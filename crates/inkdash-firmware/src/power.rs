//! Battery sensing, RTC-memory session persistence and deep sleep.

use core::time::Duration as CoreDuration;

use embassy_time::Timer;
use esp_hal::Blocking;
use esp_hal::analog::adc::{Adc, AdcCalCurve, AdcConfig, AdcPin, Attenuation};
use esp_hal::peripherals::{ADC1, GPIO1};
use esp_hal::rtc_cntl::Rtc;
use esp_hal::rtc_cntl::sleep::TimerWakeupSource;
use inkdash_core::cycle::BatteryMonitor;
use inkdash_core::session::{SESSION_BYTES, SessionState};
use log::{info, warn};

/// The pack is measured through a 1:1 resistor divider.
const DIVIDER_RATIO: f32 = 2.0;
const SAMPLES: u32 = 8;

type BatteryPin = AdcPin<GPIO1<'static>, ADC1<'static>, AdcCalCurve<ADC1<'static>>>;

/// Pack voltage from the calibrated ADC1 channel on GPIO1.
pub struct AdcBattery {
    adc: Adc<'static, ADC1<'static>, Blocking>,
    pin: BatteryPin,
}

impl AdcBattery {
    pub fn new(adc1: ADC1<'static>, pin: GPIO1<'static>) -> Self {
        let mut config = AdcConfig::new();
        let pin =
            config.enable_pin_with_cal::<_, AdcCalCurve<ADC1<'static>>>(pin, Attenuation::_11dB);
        Self {
            adc: Adc::new(adc1, config),
            pin,
        }
    }

    fn sample_millivolts(&mut self) -> Option<u16> {
        nb::block!(self.adc.read_oneshot(&mut self.pin)).ok()
    }
}

impl BatteryMonitor for AdcBattery {
    async fn voltage(&mut self) -> Option<f32> {
        let mut total = 0u32;
        for _ in 0..SAMPLES {
            total += u32::from(self.sample_millivolts()?);
            Timer::after_millis(2).await;
        }
        let pin_millivolts = total as f32 / SAMPLES as f32;
        Some(pin_millivolts * DIVIDER_RATIO / 1000.0)
    }
}

/// Encoded [`SessionState`], kept through deep sleep. Holds garbage after a
/// cold boot, which the magic tag in the encoding rejects.
#[esp_hal::ram(unstable(rtc_fast, persistent))]
static mut SESSION_SLOT: [u8; SESSION_BYTES] = [0; SESSION_BYTES];

pub fn restore_session() -> SessionState {
    // SAFETY: single-threaded access before the executor runs any other task.
    let slot = unsafe { &*(&raw const SESSION_SLOT) };
    SessionState::restore(slot)
}

pub fn store_session(session: &SessionState) {
    // SAFETY: called once, right before deep sleep.
    let slot = unsafe { &mut *(&raw mut SESSION_SLOT) };
    if let Err(err) = session.store(slot) {
        warn!("Session not saved: {}", err);
    }
}

/// Power down until the timer fires; the chip reboots on wake.
pub fn deep_sleep(rtc: &mut Rtc<'_>, secs: u32) -> ! {
    info!("Entering deep sleep for {} s", secs);
    let timer = TimerWakeupSource::new(CoreDuration::from_secs(secs.into()));
    rtc.sleep_deep(&[&timer])
}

**The problem**: All that belongs in the answer is the run of lines above from the line containing "let pin_millivolts = total" through the line containing "any other task.", exactly as written.

**Final answer**:
        let pin_millivolts = total as f32 / SAMPLES as f32;
        Some(pin_millivolts * DIVIDER_RATIO / 1000.0)
    }
}

/// Encoded [`SessionState`], kept through deep sleep. Holds garbage after a
/// cold boot, which the magic tag in the encoding rejects.
#[esp_hal::ram(unstable(rtc_fast, persistent))]
static mut SESSION_SLOT: [u8; SESSION_BYTES] = [0; SESSION_BYTES];

pub fn restore_session() -> SessionState {
    // SAFETY: single-threaded access before the executor runs any other task.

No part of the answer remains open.